Digital audio encoding
In fact, one or another digital form of representation of analog audio signals is already a coding method – a sequence of numbers that describes an analog audio signal is itself a digital code.

However, the encoding that we are going to talk about now is something else. Now let’s look at the methods of encoding digital audio signals.
A digitized audio signal “in its pure form” is a fairly accurate, but not the most compact, way of recording the original analog signal.
Judge for yourself. To obtain complete information about the original analog signal in the frequency range 0-20 kHz (in the audible frequency range), the analog signal must be sampled at a frequency of at least 40 kHz. Therefore, the CD – DA standard (the standard for recording data on audio CDs familiar to all) establishes the following encoding parameters: recording of two or one channel in PCM format with a sampling frequency of 44.1 kHz and a 16-bit quantization bit depth. One hour of music in this format takes up approximately 600 MB of space (60 minutes * 60 seconds * 2 channels * 44100 samples per second * 2 bytes per sample = approximately 605 MB). Taking into account that, for example, the music collection of an ordinary music lover may have 5,000 tracks with an average length of about 3 minutes each, the amount of memory required to store it in its original digital form is quite significant. Awesome. Therefore, storing relatively large amounts of audio data, ensuring fairly good sound quality, requires the use of various “tricks” to compress the data.

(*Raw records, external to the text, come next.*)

#[cfg(test)]
mod tests {
    use super::*;

    /// Walk trailers backwards and return them in block order.
    fn trailers(block: &[u8], format: TrailerFormat) -> Vec<SubchunkTrailer> {
        let mut out = Vec::new();
        let mut end = block.len();
        while end > BLOCK_HEADER_SIZE {
            let t = SubchunkTrailer::read(format, block, end).unwrap();
            end -= format.size() + format.padded(t.length);
            out.push(t);
        }
        assert_eq!(end, BLOCK_HEADER_SIZE, "trailers must tile the body");
        out.reverse();
        out
    }

    #[test]
    fn header_bit_layout() {
        let h = BlockHeader {
            elink: 0x7FF,
            seqnum: 0x1F,
        };
        assert_eq!(h.encode(), 0xABCD_FFFF);
        let h = BlockHeader {
            elink: 128,
            seqnum: 3,
        };
        assert_eq!(BlockHeader::decode(h.encode()), Some(h));
        assert_eq!(BlockHeader::decode(0x1234_0080), None);
    }

    #[test]
    fn trailer_bits_16() {
        let t = SubchunkTrailer::new(
            SubchunkType::Last,
            1000,
            SubchunkFlags {
                crc_error: true,
                ..SubchunkFlags::default()
            },
        );
        let raw = t.encode(TrailerFormat::Bits16);
        assert_eq!(raw, 1000 | (1 << 10) | (2 << 13));
        assert_eq!(SubchunkTrailer::decode(TrailerFormat::Bits16, raw), t);
    }

    #[test]
    fn trailer_bits_32() {
        let t = SubchunkTrailer::new(
            SubchunkType::OutOfBand,
            0xBEEF,
            SubchunkFlags {
                busy: true,
                truncation: true,
                ..SubchunkFlags::default()
            },
        );
        let raw = t.encode(TrailerFormat::Bits32);
        assert_eq!(raw, 0xBEEF | (1 << 25) | (1 << 28) | (7 << 29));
        assert_eq!(SubchunkTrailer::decode(TrailerFormat::Bits32, raw), t);
        assert_eq!(SubchunkTrailer::decode(TrailerFormat::Bits32, 6 << 29).kind(), None);
    }

    #[test]
    fn block_size_rules() {
        assert!(TrailerFormat::Bits16.check_block_size(1024).is_ok());
        assert!(TrailerFormat::Bits32.check_block_size(4096).is_ok());
        assert!(TrailerFormat::Bits16.check_block_size(4096).is_err());
        assert!(TrailerFormat::Bits32.check_block_size(1000).is_err());
        assert!(TrailerFormat::Bits32.check_block_size(0).is_err());
    }

    #[test]
    fn short_chunk_is_one_both_subchunk() {
        let mut enc = BlockEncoder::new(5, 1024, TrailerFormat::Bits16).unwrap();
        enc.push_chunk(&[0xAB; 7]);
        enc.flush();
        let block = enc.pop_block().unwrap();
        let ts = trailers(&block, TrailerFormat::Bits16);
        assert_eq!(ts.len(), 2);
        assert_eq!(ts[0].kind(), Some(SubchunkType::Both));
        assert_eq!(ts[0].length, 7);
        assert_eq!(ts[1].kind(), Some(SubchunkType::Null));
        assert_eq!(&block[4..11], &[0xAB; 7]);
    }

    #[test]
    fn long_chunk_spans_blocks() {
        let mut enc = BlockEncoder::new(64, 1024, TrailerFormat::Bits32).unwrap();
        let payload: Vec<u8> = (0..3000u32).map(|i| i as u8).collect();
        enc.push_chunk(&payload);
        enc.flush();
        assert_eq!(enc.ready_blocks(), 3);

        let mut kinds = Vec::new();
        let mut total = 0;
        for seq in 0..3 {
            let block = enc.pop_block().unwrap();
            assert_eq!(block.len(), 1024);
            let h = BlockHeader::parse(&block).unwrap();
            assert_eq!(h.seqnum, seq);
            for t in trailers(&block, TrailerFormat::Bits32) {
                if t.kind() != Some(SubchunkType::Null) {
                    kinds.push(t.kind().unwrap());
                    total += t.length;
                }
            }
        }
        assert_eq!(total, 3000);
        assert_eq!(
            kinds,
            [SubchunkType::First, SubchunkType::Middle, SubchunkType::Last]
        );
    }

    #[test]
    fn flags_land_on_final_fragment() {
        let mut enc = BlockEncoder::new(1, 1024, TrailerFormat::Bits16).unwrap();
        let flags = SubchunkFlags {
            crc_error: true,
            ..SubchunkFlags::default()
        };
        enc.push_chunk_flagged(&[0; 1500], flags);
        enc.flush();
        let a = trailers(&enc.pop_block().unwrap(), TrailerFormat::Bits16);
        let b = trailers(&enc.pop_block().unwrap(), TrailerFormat::Bits16);
        assert!(!a[0].flags.crc_error);
        assert_eq!(b[0].kind(), Some(SubchunkType::Last));
        assert!(b[0].flags.crc_error);
    }

    #[test]
    fn many_small_chunks_fill_blocks_exactly() {
        let mut enc = BlockEncoder::new(2, 1024, TrailerFormat::Bits16).unwrap();
        for i in 0..200u8 {
            enc.push_chunk(&[i; 30]);
        }
        enc.flush();
        let mut seen = 0u32;
        while let Some(block) = enc.pop_block() {
            assert_eq!(block.len(), 1024);
            seen += trailers(&block, TrailerFormat::Bits16)
                .iter()
                .filter(|t| t.kind() != Some(SubchunkType::Null))
                .count() as u32;
        }
        // some chunks may be split in two, none are lost
        assert!(seen >= 200);
    }

    #[test]
    fn seqnum_wraps_at_32() {
        let mut enc = BlockEncoder::new(0, 1024, TrailerFormat::Bits16).unwrap();
        for _ in 0..33 {
            enc.push_chunk(&[0; 16]);
            enc.flush();
        }
        let seqs: Vec<u8> = std::iter::from_fn(|| enc.pop_block())
            .map(|b| BlockHeader::parse(&b).unwrap().seqnum)
            .collect();
        assert_eq!(seqs[31], 31);
        assert_eq!(seqs[32], 0);
    }
}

In general, all existing methods for encoding audio information can be conditionally divided into only two types.
1. Lossless data compression (“Lossless Encoding”) is a method of encoding (compacting) digital audio information, which enables one hundred percent recovery of the original data from the compressed transmission (the term ” original data “here means the original form of the digitized audio data). This method of data compression is used in cases where one hundred percent absolute preservation of the quality of the original audio data is required. Lossless compression algorithms that exist today can reduce the volume of data occupied by 20-50% and at the same time guarantee a 100% recovery of the original digital material from the compressed data. The operating mechanisms of such encoders are similar to the operating mechanisms of general data archivers, such as ZIP or RAR, but at the same time they are specially adapted to compress audio data …. Lossless encoding While it is ideal in terms of preserving the quality of audio materials, it cannot provide a high level of compression.

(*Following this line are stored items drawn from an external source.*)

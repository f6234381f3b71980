// SPDX-License-Identifier: AGPL-3.0-only

//! Error types for readout operations

use flx_format::FormatError;
use thiserror::Error;

/// Result type alias for readout operations
pub type Result<T> = std::result::Result<T, FlxError>;

/// Errors that can occur while configuring or running a card reader
#[derive(Debug, Error)]
pub enum FlxError {
    /// Card could not be opened
    #[error("Failed to open card {device}: {reason}")]
    CardOpen {
        /// Absolute device number (card id + logical unit)
        device: u32,
        /// Reason for failure
        reason: String,
    },

    /// The requested DMA channel is locked by another process
    #[error("DMA {dma_id} of card {device} is locked by another process (lock mask {mask:#x})")]
    CardLocked {
        /// Absolute device number
        device: u32,
        /// DMA channel requested
        dma_id: u32,
        /// Lock mask reported by the driver
        mask: u32,
    },

    /// Pinned memory could not be allocated
    #[error("Failed to allocate {size} bytes of pinned memory: {reason}")]
    Allocation {
        /// Requested size in bytes
        size: usize,
        /// Reason for failure
        reason: String,
    },

    /// Registered link pipelines do not match the enabled links
    #[error("Elink configuration inconsistent: {enabled} links enabled, {registered} registered")]
    ElinkInconsistency {
        /// Links enabled in the configuration
        enabled: usize,
        /// Link pipelines registered
        registered: usize,
    },

    /// Block size and trailer size cannot be combined
    #[error("Block size {block_size} B incompatible with {trailer_bits}-bit trailers: {reason}")]
    BlockSizeInconsistency {
        /// Configured block size in bytes
        block_size: usize,
        /// Configured trailer width in bits
        trailer_bits: u32,
        /// Why the combination was rejected
        reason: String,
    },

    /// Any other invalid configuration value
    #[error("Invalid configuration: {reason}")]
    Configuration {
        /// Reason for rejection
        reason: String,
    },

    /// Operation not allowed in the current state
    #[error("Invalid state: {state}")]
    InvalidState {
        /// Current state description
        state: String,
    },

    /// Operation timeout
    #[error("Operation timeout after {duration_ms}ms")]
    Timeout {
        /// Timeout duration in milliseconds
        duration_ms: u64,
    },

    /// Hardware-level error reported by the card
    #[error("Hardware error: {reason}")]
    Hardware {
        /// Reason for failure
        reason: String,
    },

    /// I/O error, e.g. spawning a worker thread
    #[error("I/O error: {source}")]
    Io {
        /// Underlying I/O error
        #[from]
        source: std::io::Error,
    },

    /// Format parameter error
    #[error("Format error: {source}")]
    Format {
        /// Underlying format error
        #[from]
        source: FormatError,
    },
}

impl FlxError {
    /// Create a card open error
    pub fn card_open(device: u32, reason: impl Into<String>) -> Self {
        Self::CardOpen {
            device,
            reason: reason.into(),
        }
    }

    /// Create an allocation error
    pub fn allocation(size: usize, reason: impl Into<String>) -> Self {
        Self::Allocation {
            size,
            reason: reason.into(),
        }
    }

    /// Create a configuration error
    pub fn configuration(reason: impl Into<String>) -> Self {
        Self::Configuration {
            reason: reason.into(),
        }
    }

    /// Create an invalid state error
    pub fn invalid_state(state: impl Into<String>) -> Self {
        Self::InvalidState {
            state: state.into(),
        }
    }

    /// Create a hardware error
    pub fn hardware(reason: impl Into<String>) -> Self {
        Self::Hardware {
            reason: reason.into(),
        }
    }

    /// Create a timeout error
    #[allow(clippy::cast_possible_truncation)]
    pub fn timeout(duration: std::time::Duration) -> Self {
        Self::Timeout {
            duration_ms: duration.as_millis() as u64,
        }
    }

    /// Whether the error must abort startup.
    ///
    /// Everything except a stop timeout is fatal: the unit is left
    /// unconfigured or stopped.
    pub fn is_fatal(&self) -> bool {
        !matches!(self, Self::Timeout { .. })
    }
}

2. There is another more modern way to compact data. This so-called lossy data compression (Engl. “Lossy encoding”) The purpose of encoding is to achieve the highest data compression rate by all means while keeping sound quality at an acceptable level. The idea behind lossy encoding is based on two simple underlying considerations:
original digital audio data is redundant: it contains a lot of unnecessary information that is useless to the ear, which can be removed, thereby increasing the compression ratio;
Requirements for the sound quality of audio material may vary and depend on specific purposes and areas of use.

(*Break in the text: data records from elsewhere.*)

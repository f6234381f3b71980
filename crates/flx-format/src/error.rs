// SPDX-License-Identifier: AGPL-3.0-only

//! Error types for format operations

use thiserror::Error;

/// Result type alias for format operations
pub type Result<T> = std::result::Result<T, FormatError>;

/// Errors raised while validating format parameters
#[derive(Debug, Error, PartialEq, Eq)]
pub enum FormatError {
    /// Requested chunk size cannot hold the chunk header
    #[error("Chunk size {size} is smaller than the {min}-byte chunk header")]
    ChunkTooSmall {
        /// Requested chunk size in bytes
        size: u32,
        /// Minimum accepted size
        min: u32,
    },

    /// Payload size does not fit the 12-bit header field
    #[error("Chunk size {size} exceeds the {max}-byte maximum")]
    ChunkTooLarge {
        /// Requested chunk size in bytes
        size: u32,
        /// Maximum accepted size
        max: u32,
    },

    /// Requested chunk size is not word aligned
    #[error("Chunk size {size} is not a multiple of 4")]
    ChunkMisaligned {
        /// Requested chunk size in bytes
        size: u32,
    },

    /// Block size is not usable for the chosen trailer format
    #[error("Invalid block size {block_size}: {reason}")]
    InvalidBlockSize {
        /// Offending block size
        block_size: usize,
        /// Why it was rejected
        reason: &'static str,
    },

    /// Block buffer shorter than the configured block size
    #[error("Block truncated: got {got} bytes, need {need}")]
    BlockTruncated {
        /// Bytes available
        got: usize,
        /// Bytes required
        need: usize,
    },
}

Lossy encoding is therefore called “lossy”, which results in the loss of some of the audio information. Such encoding leads to the fact that the decoded signal, when reproduced, sounds similar to the original, but in reality it is no longer identical to it. Most lossy coding methods rely on the use of the psychoacoustic properties of the human auditory system, as well as various tricks associated with resampling and resampling the signal. In frequency, during the compression process, the encoder analyzes the audio data to identify various details of the sound that can be ignored. Disguised frequencies, inaudible and inaudible sound details can be sacrificed for a higher compression ratio. Where intelligibility is only important in sound (for example, in telephony, where the presence of frequencies above 4 kHz is not necessary), the audio information during the encoding process undergoes a serious “simplification”, which, together with the use of successful “smart” quantifiers and “greedy” data compression algorithms.